Xtina’s business card reads: “Photographer, Philanthropist, Phenomenon.” Add: ”Massachusetts native.” She grew up in Springfield, attended the University of Massachusetts, then an early marriage took her to California where she remained off and on for 25 years. She worked in feature films production, did a six-year PR stint for NBA players, then went into museum public relations, including, after a divorce, a spell at the Quadrangle back home in Springfield. Later in California, she worked at the Autry National Center in Los Angeles, where she met her current husband, businessman and board chair James R. Parks. That’s her backstory.

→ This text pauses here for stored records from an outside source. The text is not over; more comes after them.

//! Post storage: connection management and repository implementations.

mod connections;
mod memory;

#[cfg(feature = "postgres")]
mod postgres_base;
#[cfg(feature = "postgres")]
pub mod postgres_repo;

#[cfg(feature = "postgres")]
pub mod entity;

pub use connections::DatabaseConfig;
pub use memory::InMemoryPostRepository;

#[cfg(feature = "postgres")]
pub use connections::DatabaseConnections;
#[cfg(feature = "postgres")]
pub use postgres_repo::PostgresPostRepository;
#[cfg(feature = "postgres")]
use std::time::Duration;

#[cfg(feature = "postgres")]
use sea_orm::{ConnectOptions, Database, DbConn, DbErr};

/// Configuration for the post database.
#[derive(Debug, Clone)]
pub struct DatabaseConfig {
    pub url: String,
    pub max_connections: u32,
    pub min_connections: u32,
}

/// Pooled database connection.
#[cfg(feature = "postgres")]
pub struct DatabaseConnections {
    pub main: DbConn,
}

#[cfg(feature = "postgres")]
impl DatabaseConnections {
    /// Open the connection pool described by `config`.
    pub async fn init(config: &DatabaseConfig) -> Result<Self, DbErr> {
        tracing::info!("Initializing database connection...");

        let opts = ConnectOptions::new(&config.url)
            .max_connections(config.max_connections)
            .min_connections(config.min_connections)
            .connect_timeout(Duration::from_secs(10))
            .idle_timeout(Duration::from_secs(300))
            .sqlx_logging(true)
            .to_owned();

        let main = Database::connect(opts).await?;
        tracing::info!("Database connected (pool: {})", config.max_connections);

        Ok(Self { main })
    }
}
//! Post endpoints under `/api/v1/posts`.
//!
//! Reads return the raw view; mutations return an [`Envelope`] whose result
//! code decides the HTTP status.

use actix_web::web;
use postboard_shared::{ApiResponse, PostDto, PostModifyRequest, PostWriteRequest};
use validator::Validate;

use crate::middleware::{AppResult, Envelope};
use crate::state::AppState;

/// GET /api/v1/posts
pub async fn get_items(state: web::Data<AppState>) -> AppResult<web::Json<Vec<PostDto>>> {
    let posts = state.posts.find_all_latest().await?;

    Ok(web::Json(posts.into_iter().map(PostDto::from).collect()))
}

/// GET /api/v1/posts/{id}
pub async fn get_item(
    state: web::Data<AppState>,
    path: web::Path<i64>,
) -> AppResult<web::Json<PostDto>> {
    let post = state.posts.get(path.into_inner()).await?;

    Ok(web::Json(post.into()))
}

/// DELETE /api/v1/posts/{id}
pub async fn delete_item(
    state: web::Data<AppState>,
    path: web::Path<i64>,
) -> AppResult<Envelope<()>> {
    let id = path.into_inner();
    let post = state.posts.get(id).await?;
    state.posts.delete(post).await?;

    Ok(ApiResponse::new("200-1", format!("{}번 글이 삭제되었습니다.", id)).into())
}

/// POST /api/v1/posts
pub async fn write(
    state: web::Data<AppState>,
    body: web::Json<PostWriteRequest>,
) -> AppResult<Envelope<PostDto>> {
    let req = body.into_inner();
    req.validate()?;

    let post = state.posts.write(req.title, req.content).await?;

    Ok(ApiResponse::with_data(
        "201-1",
        format!("{}번 글이 생성되었습니다.", post.id),
        PostDto::from(post),
    )
    .into())
}

/// PUT /api/v1/posts/{id}
///
/// No validation here. A missing field keeps its stored value; an empty
/// one is stored as-is. Lookup and write share one read-write unit.
pub async fn modify(
    state: web::Data<AppState>,
    path: web::Path<i64>,
    body: web::Json<PostModifyRequest>,
) -> AppResult<Envelope<()>> {
    let id = path.into_inner();
    let req = body.into_inner();

    state.posts.modify_by_id(id, req.title, req.content).await?;

    Ok(ApiResponse::new("200-1", format!("{}번 글이 수정되었습니다.", id)).into())
}
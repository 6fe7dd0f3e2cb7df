//! # Postboard Core
//!
//! The domain layer of the Postboard API.
//! This crate contains the Post entity, the store ports and the Post Service,
//! with zero infrastructure dependencies.

pub mod domain;
pub mod error;
pub mod ports;
pub mod service;

pub use error::{DomainError, RepoError};
pub use service::PostService;
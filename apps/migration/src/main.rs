//! Migration CLI tool.

use sea_orm_migration::prelude::*;

#[tokio::main]
async fn main() {
    dotenvy::dotenv().ok();

    tracing_subscriber::fmt().with_env_filter("info").init();

    tracing::info!("Running post schema migrations");
    cli::run_cli(migration::Migrator).await;
}
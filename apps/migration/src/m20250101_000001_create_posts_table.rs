use sea_orm_migration::prelude::*;

#[derive(DeriveMigrationName)]
pub struct Migration;

#[async_trait::async_trait]
impl MigrationTrait for Migration {
    async fn up(&self, manager: &SchemaManager) -> Result<(), DbErr> {
        manager
            .create_table(
                Table::create()
                    .table(Posts::Table)
                    .if_not_exists()
                    .col(
                        ColumnDef::new(Posts::Id)
                            .big_integer()
                            .not_null()
                            .auto_increment()
                            .primary_key(),
                    )
                    .col(ColumnDef::new(Posts::Title).string().not_null())
                    .col(ColumnDef::new(Posts::Content).text().not_null())
                    .col(
                        ColumnDef::new(Posts::CreatedAt)
                            .timestamp_with_time_zone()
                            .not_null(),
                    )
                    .col(
                        ColumnDef::new(Posts::ModifiedAt)
                            .timestamp_with_time_zone()
                            .not_null(),
                    )
                    .to_owned(),
            )
            .await
    }

    async fn down(&self, manager: &SchemaManager) -> Result<(), DbErr> {
        manager
            .drop_table(Table::drop().table(Posts::Table).to_owned())
            .await
    }
}

#[derive(DeriveIden)]
enum Posts {
    Table,
    Id,
    Title,
    Content,
    CreatedAt,
    ModifiedAt,
}
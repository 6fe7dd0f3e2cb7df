//! Error handling - every failure leaves as a result-code envelope.

use actix_web::{HttpResponse, ResponseError, http::StatusCode};
use postboard_core::{DomainError, RepoError};
use postboard_shared::ApiResponse;
use thiserror::Error;
use validator::ValidationErrors;

use super::result_code::ResultCode;

/// Application-level error type, the only place faults become HTTP.
#[derive(Debug, Error)]
pub enum AppError {
    #[error("Not found: {0}")]
    NotFound(String),

    #[error("Bad request: {0}")]
    BadRequest(String),

    #[error("Validation errors: {0:?}")]
    Validation(Vec<String>),

    #[error("Internal error: {0}")]
    Internal(String),
}

impl AppError {
    fn result_code(&self) -> &'static str {
        match self {
            AppError::NotFound(_) => "404-1",
            AppError::BadRequest(_) | AppError::Validation(_) => "400-1",
            AppError::Internal(_) => "500-1",
        }
    }

    fn message(&self) -> String {
        match self {
            AppError::NotFound(msg) | AppError::BadRequest(msg) => msg.clone(),
            AppError::Validation(errors) => errors.join("\n"),
            AppError::Internal(_) => "서버 오류가 발생했습니다.".to_string(),
        }
    }
}

impl ResponseError for AppError {
    fn status_code(&self) -> StatusCode {
        match self {
            AppError::NotFound(_) => StatusCode::NOT_FOUND,
            AppError::BadRequest(_) | AppError::Validation(_) => StatusCode::BAD_REQUEST,
            AppError::Internal(_) => StatusCode::INTERNAL_SERVER_ERROR,
        }
    }

    fn error_response(&self) -> HttpResponse {
        if let AppError::Internal(detail) = self {
            tracing::error!("Internal error: {}", detail);
        }

        let body = ApiResponse::<()>::new(self.result_code(), self.message());
        let mut res = HttpResponse::build(self.status_code()).json(body);
        res.extensions_mut()
            .insert(ResultCode(self.result_code().to_string()));
        res
    }
}

impl From<DomainError> for AppError {
    fn from(err: DomainError) -> Self {
        match err {
            DomainError::NotFound { id, .. } => {
                AppError::NotFound(format!("{}번 글이 존재하지 않습니다.", id))
            }
            DomainError::Repo(err) => err.into(),
        }
    }
}

impl From<RepoError> for AppError {
    fn from(err: RepoError) -> Self {
        match err {
            RepoError::NotFound => AppError::NotFound("해당 글이 존재하지 않습니다.".to_string()),
            RepoError::Constraint(msg) => {
                AppError::Internal(format!("Constraint violation: {msg}"))
            }
            RepoError::Connection(msg) => {
                tracing::error!("Database connection error: {}", msg);
                AppError::Internal("Database error".to_string())
            }
            RepoError::Query(msg) => {
                tracing::error!("Database query error: {}", msg);
                AppError::Internal("Database error".to_string())
            }
        }
    }
}

/// Field errors become `<field>-<code>-<message>` lines, sorted.
impl From<ValidationErrors> for AppError {
    fn from(errors: ValidationErrors) -> Self {
        let mut lines: Vec<String> = errors
            .field_errors()
            .into_iter()
            .flat_map(|(field, errs)| {
                errs.iter().map(move |e| {
                    format!(
                        "{}-{}-{}",
                        field,
                        e.code,
                        e.message.as_deref().unwrap_or("invalid value")
                    )
                })
            })
            .collect();
        lines.sort();
        AppError::Validation(lines)
    }
}

/// Result type alias for handlers.
pub type AppResult<T> = Result<T, AppError>;

#[cfg(test)]
mod tests {
    use actix_web::body::to_bytes;

    use super::*;

    async fn body_of(err: AppError) -> (StatusCode, serde_json::Value) {
        let res = err.error_response();
        let status = res.status();
        let bytes = to_bytes(res.into_body()).await.unwrap();
        (status, serde_json::from_slice(&bytes).unwrap())
    }

    #[actix_web::test]
    async fn not_found_domain_error_names_the_post() {
        let err: AppError = DomainError::NotFound {
            entity_type: "Post",
            id: 9,
        }
        .into();

        let (status, body) = body_of(err).await;
        assert_eq!(status, StatusCode::NOT_FOUND);
        assert_eq!(body["resultCode"], "404-1");
        assert_eq!(body["msg"], "9번 글이 존재하지 않습니다.");
        assert!(body.get("data").is_none());
    }

    #[actix_web::test]
    async fn store_failure_hides_details() {
        let err: AppError = DomainError::Repo(RepoError::Query("relation missing".into())).into();

        let (status, body) = body_of(err).await;
        assert_eq!(status, StatusCode::INTERNAL_SERVER_ERROR);
        assert_eq!(body["resultCode"], "500-1");
        assert!(!body["msg"].as_str().unwrap().contains("relation"));
    }

    #[actix_web::test]
    async fn validation_errors_are_joined_per_field() {
        let (status, body) = body_of(AppError::Validation(vec![
            "content-length-too long".into(),
            "title-length-too short".into(),
        ]))
        .await;

        assert_eq!(status, StatusCode::BAD_REQUEST);
        assert_eq!(body["resultCode"], "400-1");
        assert_eq!(body["msg"], "content-length-too long\ntitle-length-too short");
    }
}
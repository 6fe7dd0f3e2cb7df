//! Application state - shared across all handlers.

use std::sync::Arc;

use postboard_core::ports::PostRepository;
use postboard_core::{DomainError, PostService};
use postboard_infra::InMemoryPostRepository;

#[cfg(feature = "postgres")]
use postboard_infra::{DatabaseConnections, PostgresPostRepository};

use crate::config::AppConfig;

/// Posts a fresh instance starts with.
const SAMPLE_POSTS: [(&str, &str); 3] = [
    ("제목 1", "내용 1"),
    ("제목 2", "내용 2"),
    ("제목 3", "내용 3"),
];

/// Shared application state.
#[derive(Clone)]
pub struct AppState {
    pub posts: PostService,
}

impl AppState {
    pub fn new(repo: Arc<dyn PostRepository>) -> Self {
        Self {
            posts: PostService::new(repo),
        }
    }

    /// Build the application state with the appropriate store, then seed it.
    pub async fn from_config(config: &AppConfig) -> Self {
        let state = Self::new(Self::select_store(config).await);

        if config.seed_sample_posts {
            if let Err(e) = state.seed_sample_posts().await {
                tracing::error!("Failed to seed sample posts: {}", e);
            }
        }

        tracing::info!("Application state initialized");
        state
    }

    #[cfg(feature = "postgres")]
    async fn select_store(config: &AppConfig) -> Arc<dyn PostRepository> {
        let Some(db_config) = config.database.as_ref() else {
            tracing::warn!("DATABASE_URL not set. Running without database (in-memory mode).");
            return Arc::new(InMemoryPostRepository::new());
        };

        match DatabaseConnections::init(db_config).await {
            Ok(connections) => Arc::new(PostgresPostRepository::new(connections.main)),
            Err(e) => {
                tracing::error!(
                    "Failed to connect to database: {}. Using in-memory fallback.",
                    e
                );
                Arc::new(InMemoryPostRepository::new())
            }
        }
    }

    #[cfg(not(feature = "postgres"))]
    async fn select_store(_config: &AppConfig) -> Arc<dyn PostRepository> {
        tracing::info!("Running without postgres feature - using in-memory repository");
        Arc::new(InMemoryPostRepository::new())
    }

    /// Insert the sample posts, but only into an empty store.
    pub async fn seed_sample_posts(&self) -> Result<(), DomainError> {
        if self.posts.count().await? > 0 {
            tracing::debug!("Store not empty, skipping sample posts");
            return Ok(());
        }

        for (title, content) in SAMPLE_POSTS {
            self.posts.write(title.into(), content.into()).await?;
        }
        tracing::info!(count = SAMPLE_POSTS.len(), "Seeded sample posts");
        Ok(())
    }
}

Her new life story began when in an equestrian accident almost ten years ago— she shattered her arm and was laid up in a cast for a year. “I am a Type A person and it almost drove me crazy,” Xtina recalls. When the cast came off, her mother suggested, “You’ve always liked taking pictures, why don’t you take a photography course?” She signed up for one, loved it, and after four months the instructor singled her out to accompany a group of students photographing wildlife in Africa. “The first time I saw an elephant close up, I burst into tears. I can’t describe the emotion I felt in the presence of these animals. I had only seen them in zoos, and here they were free to roam in their grandeur.” After a time, she sensed that she possessed an understanding of their behavior. “I realized I was able to get up close without infringing on them, to capture their personality,” she says. This gift, plus a keen eye and a sense of purpose, have catapulted Xtina into the ranks of award-winning photographers. “I am humbled because in my field I am completely self-taught,” she says.
Her passion for animals led to a dedication to preserve them and their habitats. Included among the images on display at the gallery are some stunning renderings of the African landscape. From taking pictures, she has become an ardent conservationist. “Only last week, in a protected area in Botswana, poachers were able fly in and decapitate two rare rhinos for their horns that fetch huge sums on the Chinese market,” Xtina says. “Some African states are lifting the ban on killing elephants. Nine of ten people here don’t realize that this is going on. We must raise grassroots awareness to stop the slaughter before it’s too late.” A portion of the sales proceeds at the gallery goes to WildAid, dedicated to diminishing demand for wildlife products.
Conservation is also the dynamo driving Xtina Studios, her documentary film production company headquartered at the gallery. At present, Xtina and her technical crew, augmented by biologists and conservationists, are at work in Ethiopia’s Bale Mountain National Park on a feature for television about the little-known Abyssinian lion. Xtina has additional plans to advance her cause: a comic book and cartoon film for children about wildlife conservation and a coffee table book of her photos. She wants the gallery to host the work of other established or aspiring photographers of the natural world, “to combat our relentless claim on resources.”
It’s all happening here in the Berkshires. “My heart explodes when I am in Africa,” Xtina says. “But next to Africa, this is where I want to be.”
In the Field
Xtina Parks is currently working in Africa with conservationists, primarily in Botswana, using still and video photography to document their work.